### Work item
Every line below from the one containing "let dst_start = ch" through the one containing "end are dropped." must be transcribed exactly. Omit all lines outside that stretch.
-- Record extracts follows --
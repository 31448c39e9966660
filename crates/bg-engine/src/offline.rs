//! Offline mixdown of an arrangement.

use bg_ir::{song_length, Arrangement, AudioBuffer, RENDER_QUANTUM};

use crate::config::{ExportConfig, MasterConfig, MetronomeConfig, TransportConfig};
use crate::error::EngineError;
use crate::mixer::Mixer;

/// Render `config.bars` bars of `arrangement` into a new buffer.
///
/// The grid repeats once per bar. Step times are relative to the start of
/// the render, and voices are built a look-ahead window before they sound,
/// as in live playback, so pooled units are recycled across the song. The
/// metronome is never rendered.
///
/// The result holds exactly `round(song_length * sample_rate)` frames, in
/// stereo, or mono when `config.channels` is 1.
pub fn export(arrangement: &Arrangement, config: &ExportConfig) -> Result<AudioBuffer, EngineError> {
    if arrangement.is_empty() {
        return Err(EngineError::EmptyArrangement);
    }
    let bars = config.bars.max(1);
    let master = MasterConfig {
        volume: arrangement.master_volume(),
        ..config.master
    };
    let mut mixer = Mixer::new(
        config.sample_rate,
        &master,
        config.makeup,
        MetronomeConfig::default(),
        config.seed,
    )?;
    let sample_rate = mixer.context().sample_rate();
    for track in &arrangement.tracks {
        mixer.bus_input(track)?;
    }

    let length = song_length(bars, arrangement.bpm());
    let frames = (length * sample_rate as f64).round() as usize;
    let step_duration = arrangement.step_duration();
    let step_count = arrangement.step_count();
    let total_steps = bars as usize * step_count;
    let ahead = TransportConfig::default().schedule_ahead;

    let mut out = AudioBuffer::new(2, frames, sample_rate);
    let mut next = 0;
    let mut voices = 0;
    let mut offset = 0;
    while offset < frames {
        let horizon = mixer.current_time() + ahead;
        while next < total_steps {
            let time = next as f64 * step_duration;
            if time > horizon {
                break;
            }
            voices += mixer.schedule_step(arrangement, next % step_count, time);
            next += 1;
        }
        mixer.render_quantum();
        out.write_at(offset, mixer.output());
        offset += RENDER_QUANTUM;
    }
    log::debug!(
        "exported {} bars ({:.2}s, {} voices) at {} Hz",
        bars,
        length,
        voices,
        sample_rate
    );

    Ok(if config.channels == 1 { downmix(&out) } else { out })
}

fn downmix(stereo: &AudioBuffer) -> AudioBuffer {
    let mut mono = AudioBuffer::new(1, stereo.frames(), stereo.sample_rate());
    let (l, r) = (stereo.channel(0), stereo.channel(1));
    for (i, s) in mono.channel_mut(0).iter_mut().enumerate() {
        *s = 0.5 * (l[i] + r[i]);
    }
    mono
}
-- Record extracts concluded --
-- Record extracts follows --
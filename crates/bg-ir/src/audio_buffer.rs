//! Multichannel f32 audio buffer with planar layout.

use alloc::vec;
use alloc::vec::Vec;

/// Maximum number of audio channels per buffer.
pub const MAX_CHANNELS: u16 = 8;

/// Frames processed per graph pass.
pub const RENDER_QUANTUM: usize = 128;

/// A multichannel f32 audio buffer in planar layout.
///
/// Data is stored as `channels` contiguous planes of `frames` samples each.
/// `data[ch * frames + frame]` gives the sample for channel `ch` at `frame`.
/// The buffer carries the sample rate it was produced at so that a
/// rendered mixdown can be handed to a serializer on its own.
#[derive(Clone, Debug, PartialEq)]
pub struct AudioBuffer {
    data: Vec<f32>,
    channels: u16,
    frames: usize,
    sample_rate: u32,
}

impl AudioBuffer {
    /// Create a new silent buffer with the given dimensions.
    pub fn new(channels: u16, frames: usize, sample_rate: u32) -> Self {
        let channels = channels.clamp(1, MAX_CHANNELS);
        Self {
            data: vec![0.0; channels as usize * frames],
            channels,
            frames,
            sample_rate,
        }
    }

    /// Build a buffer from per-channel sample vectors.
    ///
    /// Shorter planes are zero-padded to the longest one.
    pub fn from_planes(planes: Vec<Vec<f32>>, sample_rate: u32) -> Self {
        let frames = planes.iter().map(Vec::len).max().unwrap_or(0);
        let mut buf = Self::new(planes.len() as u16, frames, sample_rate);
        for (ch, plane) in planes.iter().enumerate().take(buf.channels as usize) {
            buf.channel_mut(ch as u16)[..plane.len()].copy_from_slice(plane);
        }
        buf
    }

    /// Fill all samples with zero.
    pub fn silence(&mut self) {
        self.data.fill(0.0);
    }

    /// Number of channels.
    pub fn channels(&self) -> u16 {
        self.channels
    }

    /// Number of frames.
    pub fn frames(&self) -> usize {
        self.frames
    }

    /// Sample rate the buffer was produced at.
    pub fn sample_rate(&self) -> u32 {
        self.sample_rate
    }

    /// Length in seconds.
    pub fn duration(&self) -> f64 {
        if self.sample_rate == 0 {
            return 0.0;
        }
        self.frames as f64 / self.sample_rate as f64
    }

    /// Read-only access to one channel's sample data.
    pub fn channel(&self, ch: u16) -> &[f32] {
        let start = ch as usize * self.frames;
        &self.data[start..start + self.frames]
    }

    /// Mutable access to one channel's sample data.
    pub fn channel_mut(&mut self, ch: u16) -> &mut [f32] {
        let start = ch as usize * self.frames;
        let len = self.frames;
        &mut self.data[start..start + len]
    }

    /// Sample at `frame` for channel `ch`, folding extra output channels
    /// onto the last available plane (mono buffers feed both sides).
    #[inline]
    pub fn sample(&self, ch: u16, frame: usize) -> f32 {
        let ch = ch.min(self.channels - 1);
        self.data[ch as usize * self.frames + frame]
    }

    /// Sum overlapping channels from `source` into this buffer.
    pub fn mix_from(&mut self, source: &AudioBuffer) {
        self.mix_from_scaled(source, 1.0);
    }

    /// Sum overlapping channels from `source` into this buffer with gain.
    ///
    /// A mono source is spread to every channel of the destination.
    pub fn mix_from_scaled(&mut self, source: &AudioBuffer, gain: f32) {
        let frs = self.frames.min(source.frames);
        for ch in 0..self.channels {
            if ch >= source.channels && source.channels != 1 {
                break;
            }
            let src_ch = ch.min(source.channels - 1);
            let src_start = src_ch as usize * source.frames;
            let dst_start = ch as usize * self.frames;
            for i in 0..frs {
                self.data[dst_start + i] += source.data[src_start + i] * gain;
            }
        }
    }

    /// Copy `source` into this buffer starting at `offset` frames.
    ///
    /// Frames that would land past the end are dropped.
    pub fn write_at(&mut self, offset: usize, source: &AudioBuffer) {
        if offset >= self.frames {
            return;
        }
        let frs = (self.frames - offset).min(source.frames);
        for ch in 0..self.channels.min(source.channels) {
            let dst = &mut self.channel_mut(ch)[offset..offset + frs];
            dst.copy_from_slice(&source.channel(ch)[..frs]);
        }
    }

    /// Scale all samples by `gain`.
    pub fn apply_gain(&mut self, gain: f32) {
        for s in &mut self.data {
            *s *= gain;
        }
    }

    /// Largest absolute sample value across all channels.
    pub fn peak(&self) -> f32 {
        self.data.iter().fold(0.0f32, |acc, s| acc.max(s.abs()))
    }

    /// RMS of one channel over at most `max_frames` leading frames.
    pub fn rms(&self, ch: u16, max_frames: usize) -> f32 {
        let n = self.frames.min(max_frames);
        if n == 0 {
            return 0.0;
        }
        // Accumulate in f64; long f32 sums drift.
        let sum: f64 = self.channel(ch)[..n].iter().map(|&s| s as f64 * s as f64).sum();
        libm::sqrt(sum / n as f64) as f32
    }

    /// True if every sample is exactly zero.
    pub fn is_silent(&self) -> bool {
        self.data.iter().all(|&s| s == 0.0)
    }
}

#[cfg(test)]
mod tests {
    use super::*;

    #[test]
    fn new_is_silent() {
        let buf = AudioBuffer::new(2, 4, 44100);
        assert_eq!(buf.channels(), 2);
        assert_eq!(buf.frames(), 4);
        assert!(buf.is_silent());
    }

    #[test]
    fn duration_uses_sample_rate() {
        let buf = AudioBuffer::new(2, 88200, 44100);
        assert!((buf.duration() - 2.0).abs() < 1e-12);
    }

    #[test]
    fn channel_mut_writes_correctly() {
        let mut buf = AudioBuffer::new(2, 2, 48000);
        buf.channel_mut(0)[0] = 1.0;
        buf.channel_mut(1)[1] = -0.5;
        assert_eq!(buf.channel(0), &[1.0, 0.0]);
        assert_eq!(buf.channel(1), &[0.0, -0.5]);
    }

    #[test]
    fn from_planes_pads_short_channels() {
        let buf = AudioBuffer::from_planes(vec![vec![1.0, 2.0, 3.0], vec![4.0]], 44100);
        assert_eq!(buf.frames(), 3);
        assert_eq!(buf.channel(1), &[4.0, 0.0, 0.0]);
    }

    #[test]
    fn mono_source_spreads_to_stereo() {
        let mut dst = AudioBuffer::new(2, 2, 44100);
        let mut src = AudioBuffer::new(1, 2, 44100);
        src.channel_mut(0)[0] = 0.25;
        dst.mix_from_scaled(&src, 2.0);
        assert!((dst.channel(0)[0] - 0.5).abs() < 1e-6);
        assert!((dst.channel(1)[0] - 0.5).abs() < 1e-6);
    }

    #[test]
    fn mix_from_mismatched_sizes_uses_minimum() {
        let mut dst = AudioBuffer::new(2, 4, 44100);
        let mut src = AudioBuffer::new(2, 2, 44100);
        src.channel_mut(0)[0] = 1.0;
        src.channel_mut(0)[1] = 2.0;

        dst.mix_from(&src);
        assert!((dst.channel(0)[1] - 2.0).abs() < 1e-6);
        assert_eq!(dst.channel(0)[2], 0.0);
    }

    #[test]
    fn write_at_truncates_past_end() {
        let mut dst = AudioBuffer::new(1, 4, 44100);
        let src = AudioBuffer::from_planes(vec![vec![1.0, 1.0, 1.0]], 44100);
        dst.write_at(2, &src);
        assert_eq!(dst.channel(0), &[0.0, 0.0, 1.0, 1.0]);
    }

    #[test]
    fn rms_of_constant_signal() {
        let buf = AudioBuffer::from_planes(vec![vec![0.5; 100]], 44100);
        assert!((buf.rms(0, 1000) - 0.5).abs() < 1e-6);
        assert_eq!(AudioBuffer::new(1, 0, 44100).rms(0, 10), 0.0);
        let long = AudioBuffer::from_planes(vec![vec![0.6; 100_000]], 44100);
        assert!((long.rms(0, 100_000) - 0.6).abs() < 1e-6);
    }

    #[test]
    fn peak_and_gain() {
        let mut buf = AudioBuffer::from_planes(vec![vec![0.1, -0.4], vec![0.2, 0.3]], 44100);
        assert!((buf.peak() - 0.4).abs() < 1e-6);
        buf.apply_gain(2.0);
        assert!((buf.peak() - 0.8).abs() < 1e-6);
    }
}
-- Record extracts concluded --
-- Record extracts follows --
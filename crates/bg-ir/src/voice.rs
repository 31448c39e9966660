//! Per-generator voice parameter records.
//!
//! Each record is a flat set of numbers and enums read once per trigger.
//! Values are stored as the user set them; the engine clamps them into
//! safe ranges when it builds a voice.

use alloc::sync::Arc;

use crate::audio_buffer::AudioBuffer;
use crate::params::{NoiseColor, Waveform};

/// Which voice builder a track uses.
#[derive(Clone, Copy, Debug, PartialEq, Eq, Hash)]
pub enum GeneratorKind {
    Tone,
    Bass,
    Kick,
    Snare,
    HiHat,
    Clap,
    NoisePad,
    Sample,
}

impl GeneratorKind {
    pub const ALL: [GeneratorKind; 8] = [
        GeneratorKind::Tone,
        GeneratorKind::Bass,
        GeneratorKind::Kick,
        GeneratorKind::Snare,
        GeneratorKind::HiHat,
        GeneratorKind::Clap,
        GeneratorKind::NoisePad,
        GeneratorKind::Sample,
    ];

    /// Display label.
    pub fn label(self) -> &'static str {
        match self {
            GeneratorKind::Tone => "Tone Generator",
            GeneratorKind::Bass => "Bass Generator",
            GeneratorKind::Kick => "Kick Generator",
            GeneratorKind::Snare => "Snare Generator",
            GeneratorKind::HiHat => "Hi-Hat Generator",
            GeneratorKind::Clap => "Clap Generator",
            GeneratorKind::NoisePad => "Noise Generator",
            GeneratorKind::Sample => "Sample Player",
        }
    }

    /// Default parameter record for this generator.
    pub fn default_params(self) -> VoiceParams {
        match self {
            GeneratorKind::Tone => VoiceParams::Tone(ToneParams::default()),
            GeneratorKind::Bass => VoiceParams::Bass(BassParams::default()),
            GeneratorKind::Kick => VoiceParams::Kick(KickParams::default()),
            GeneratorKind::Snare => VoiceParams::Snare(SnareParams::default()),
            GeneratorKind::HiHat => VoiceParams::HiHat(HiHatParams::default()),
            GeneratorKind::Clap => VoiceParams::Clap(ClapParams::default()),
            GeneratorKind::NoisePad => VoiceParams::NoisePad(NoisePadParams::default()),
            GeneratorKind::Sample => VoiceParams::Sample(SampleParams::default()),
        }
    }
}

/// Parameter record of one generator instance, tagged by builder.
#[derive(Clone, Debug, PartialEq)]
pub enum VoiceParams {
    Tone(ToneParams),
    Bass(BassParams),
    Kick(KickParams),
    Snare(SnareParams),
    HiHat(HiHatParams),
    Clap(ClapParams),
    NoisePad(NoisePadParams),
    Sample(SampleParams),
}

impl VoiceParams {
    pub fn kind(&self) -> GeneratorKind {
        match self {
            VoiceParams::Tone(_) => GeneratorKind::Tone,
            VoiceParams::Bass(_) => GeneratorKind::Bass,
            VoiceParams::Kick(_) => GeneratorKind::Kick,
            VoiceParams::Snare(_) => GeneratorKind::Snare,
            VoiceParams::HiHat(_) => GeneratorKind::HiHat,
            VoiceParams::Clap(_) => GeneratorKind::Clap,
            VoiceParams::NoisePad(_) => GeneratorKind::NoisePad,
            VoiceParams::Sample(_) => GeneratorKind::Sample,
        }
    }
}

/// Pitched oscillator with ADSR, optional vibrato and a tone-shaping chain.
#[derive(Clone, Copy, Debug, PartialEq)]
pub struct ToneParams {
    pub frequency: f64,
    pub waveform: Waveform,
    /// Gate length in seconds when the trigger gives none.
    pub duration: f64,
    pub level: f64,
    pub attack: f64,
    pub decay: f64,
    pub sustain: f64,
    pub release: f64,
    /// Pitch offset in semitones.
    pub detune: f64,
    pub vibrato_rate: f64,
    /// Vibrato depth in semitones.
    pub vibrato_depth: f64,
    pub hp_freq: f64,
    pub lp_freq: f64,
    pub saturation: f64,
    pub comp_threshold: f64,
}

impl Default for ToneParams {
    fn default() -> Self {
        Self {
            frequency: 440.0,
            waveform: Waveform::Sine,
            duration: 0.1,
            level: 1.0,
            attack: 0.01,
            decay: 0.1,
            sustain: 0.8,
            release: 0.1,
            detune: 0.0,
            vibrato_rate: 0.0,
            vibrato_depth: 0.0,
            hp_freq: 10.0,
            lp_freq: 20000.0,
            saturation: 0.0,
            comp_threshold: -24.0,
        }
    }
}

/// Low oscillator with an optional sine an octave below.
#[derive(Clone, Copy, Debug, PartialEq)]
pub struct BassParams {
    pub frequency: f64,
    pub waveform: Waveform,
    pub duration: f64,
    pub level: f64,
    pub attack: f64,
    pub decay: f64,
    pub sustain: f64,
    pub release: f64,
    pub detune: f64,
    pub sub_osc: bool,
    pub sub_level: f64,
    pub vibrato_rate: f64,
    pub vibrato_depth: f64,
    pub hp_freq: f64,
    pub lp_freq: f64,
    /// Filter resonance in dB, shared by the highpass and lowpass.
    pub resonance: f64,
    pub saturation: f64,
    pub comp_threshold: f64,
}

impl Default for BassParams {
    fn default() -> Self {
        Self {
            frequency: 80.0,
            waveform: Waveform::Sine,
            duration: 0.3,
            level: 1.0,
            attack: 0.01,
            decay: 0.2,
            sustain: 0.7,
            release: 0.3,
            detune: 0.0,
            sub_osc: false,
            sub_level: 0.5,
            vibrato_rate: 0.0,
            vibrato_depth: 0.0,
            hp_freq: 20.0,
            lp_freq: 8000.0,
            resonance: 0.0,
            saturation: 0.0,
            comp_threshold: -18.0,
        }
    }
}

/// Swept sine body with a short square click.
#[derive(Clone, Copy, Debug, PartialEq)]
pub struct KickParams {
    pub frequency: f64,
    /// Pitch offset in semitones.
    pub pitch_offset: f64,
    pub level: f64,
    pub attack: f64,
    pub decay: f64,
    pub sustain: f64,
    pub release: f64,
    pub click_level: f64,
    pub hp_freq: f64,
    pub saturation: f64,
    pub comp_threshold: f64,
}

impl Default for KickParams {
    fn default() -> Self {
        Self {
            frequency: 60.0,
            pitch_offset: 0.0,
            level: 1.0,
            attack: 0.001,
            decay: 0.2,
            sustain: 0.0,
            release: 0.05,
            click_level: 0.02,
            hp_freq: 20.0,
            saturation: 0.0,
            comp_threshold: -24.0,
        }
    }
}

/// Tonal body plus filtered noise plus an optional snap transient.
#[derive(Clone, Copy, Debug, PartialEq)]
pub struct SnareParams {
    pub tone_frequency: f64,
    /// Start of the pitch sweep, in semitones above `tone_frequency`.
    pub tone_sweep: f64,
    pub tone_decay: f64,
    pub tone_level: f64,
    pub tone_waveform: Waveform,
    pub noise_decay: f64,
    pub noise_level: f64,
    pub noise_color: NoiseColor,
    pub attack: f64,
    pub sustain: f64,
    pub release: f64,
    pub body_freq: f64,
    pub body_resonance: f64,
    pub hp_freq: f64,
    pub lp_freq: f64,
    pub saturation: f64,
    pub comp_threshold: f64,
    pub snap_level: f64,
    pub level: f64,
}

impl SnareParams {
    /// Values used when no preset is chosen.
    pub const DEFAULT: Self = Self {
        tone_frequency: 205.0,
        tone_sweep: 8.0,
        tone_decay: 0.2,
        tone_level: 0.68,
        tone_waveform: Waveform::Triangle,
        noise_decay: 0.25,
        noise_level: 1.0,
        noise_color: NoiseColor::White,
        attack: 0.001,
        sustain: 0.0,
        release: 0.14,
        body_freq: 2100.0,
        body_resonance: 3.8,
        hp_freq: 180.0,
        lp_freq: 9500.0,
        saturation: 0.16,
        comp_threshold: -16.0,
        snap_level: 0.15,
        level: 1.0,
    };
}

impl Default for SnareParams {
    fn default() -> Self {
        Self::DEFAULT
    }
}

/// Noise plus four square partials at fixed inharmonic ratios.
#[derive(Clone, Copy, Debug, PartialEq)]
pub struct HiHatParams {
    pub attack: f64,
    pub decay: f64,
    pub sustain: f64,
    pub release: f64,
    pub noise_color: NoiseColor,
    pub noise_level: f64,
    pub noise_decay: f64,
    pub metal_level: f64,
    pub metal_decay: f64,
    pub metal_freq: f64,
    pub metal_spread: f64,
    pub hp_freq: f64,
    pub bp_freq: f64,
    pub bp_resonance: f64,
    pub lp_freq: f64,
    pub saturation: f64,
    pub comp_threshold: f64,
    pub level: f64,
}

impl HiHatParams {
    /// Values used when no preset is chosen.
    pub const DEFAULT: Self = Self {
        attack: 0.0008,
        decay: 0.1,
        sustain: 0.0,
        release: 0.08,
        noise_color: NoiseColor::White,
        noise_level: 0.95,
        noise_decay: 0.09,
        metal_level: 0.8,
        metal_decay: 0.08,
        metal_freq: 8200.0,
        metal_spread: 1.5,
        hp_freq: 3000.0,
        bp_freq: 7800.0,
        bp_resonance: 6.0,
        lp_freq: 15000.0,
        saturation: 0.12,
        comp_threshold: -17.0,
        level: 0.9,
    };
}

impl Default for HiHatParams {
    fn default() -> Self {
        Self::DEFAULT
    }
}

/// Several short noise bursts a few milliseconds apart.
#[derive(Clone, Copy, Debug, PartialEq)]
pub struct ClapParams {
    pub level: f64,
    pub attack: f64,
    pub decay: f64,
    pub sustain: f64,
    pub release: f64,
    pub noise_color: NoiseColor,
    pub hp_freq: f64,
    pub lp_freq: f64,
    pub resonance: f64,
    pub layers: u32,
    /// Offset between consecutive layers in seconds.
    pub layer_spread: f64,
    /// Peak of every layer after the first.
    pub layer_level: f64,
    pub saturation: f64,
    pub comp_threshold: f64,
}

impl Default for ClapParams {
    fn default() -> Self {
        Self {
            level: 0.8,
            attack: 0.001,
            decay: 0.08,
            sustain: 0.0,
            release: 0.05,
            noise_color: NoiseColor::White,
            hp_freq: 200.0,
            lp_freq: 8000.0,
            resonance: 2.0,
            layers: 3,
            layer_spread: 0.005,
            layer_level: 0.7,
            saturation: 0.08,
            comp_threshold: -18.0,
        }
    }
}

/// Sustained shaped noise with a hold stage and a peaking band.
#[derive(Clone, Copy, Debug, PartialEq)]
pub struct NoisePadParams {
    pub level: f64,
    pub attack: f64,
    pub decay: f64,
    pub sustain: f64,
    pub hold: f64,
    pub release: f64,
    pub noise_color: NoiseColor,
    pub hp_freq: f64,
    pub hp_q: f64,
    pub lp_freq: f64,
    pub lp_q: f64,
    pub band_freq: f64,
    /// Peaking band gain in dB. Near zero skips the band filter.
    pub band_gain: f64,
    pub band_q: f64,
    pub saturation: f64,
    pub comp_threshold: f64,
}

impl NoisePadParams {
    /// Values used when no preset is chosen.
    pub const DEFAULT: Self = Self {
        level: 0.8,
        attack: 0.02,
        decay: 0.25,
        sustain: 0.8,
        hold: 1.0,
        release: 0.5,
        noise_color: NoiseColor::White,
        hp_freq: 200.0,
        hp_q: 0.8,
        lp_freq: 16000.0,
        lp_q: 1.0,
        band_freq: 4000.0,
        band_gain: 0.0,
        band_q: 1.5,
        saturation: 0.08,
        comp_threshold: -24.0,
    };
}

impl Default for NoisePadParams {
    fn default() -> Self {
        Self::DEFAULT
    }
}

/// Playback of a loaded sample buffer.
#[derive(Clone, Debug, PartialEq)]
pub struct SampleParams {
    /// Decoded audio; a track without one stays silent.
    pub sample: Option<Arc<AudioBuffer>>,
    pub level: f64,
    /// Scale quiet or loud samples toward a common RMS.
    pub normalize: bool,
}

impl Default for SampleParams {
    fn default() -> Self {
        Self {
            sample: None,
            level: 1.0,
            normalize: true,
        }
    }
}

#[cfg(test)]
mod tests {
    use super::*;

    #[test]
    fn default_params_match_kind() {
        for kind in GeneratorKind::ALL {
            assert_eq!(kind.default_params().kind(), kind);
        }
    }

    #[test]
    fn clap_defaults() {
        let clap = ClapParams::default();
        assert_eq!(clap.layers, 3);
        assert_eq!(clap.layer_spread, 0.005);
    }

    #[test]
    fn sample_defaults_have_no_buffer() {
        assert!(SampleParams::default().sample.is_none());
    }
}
-- Record extracts concluded --
### Answer section
            let dst_start = ch as usize * self.frames;
            for i in 0..frs {
                self.data[dst_start + i] += source.data[src_start + i] * gain;
            }
        }
    }

    /// Copy `source` into this buffer starting at `offset` frames.
    ///
    /// Frames that would land past the end are dropped.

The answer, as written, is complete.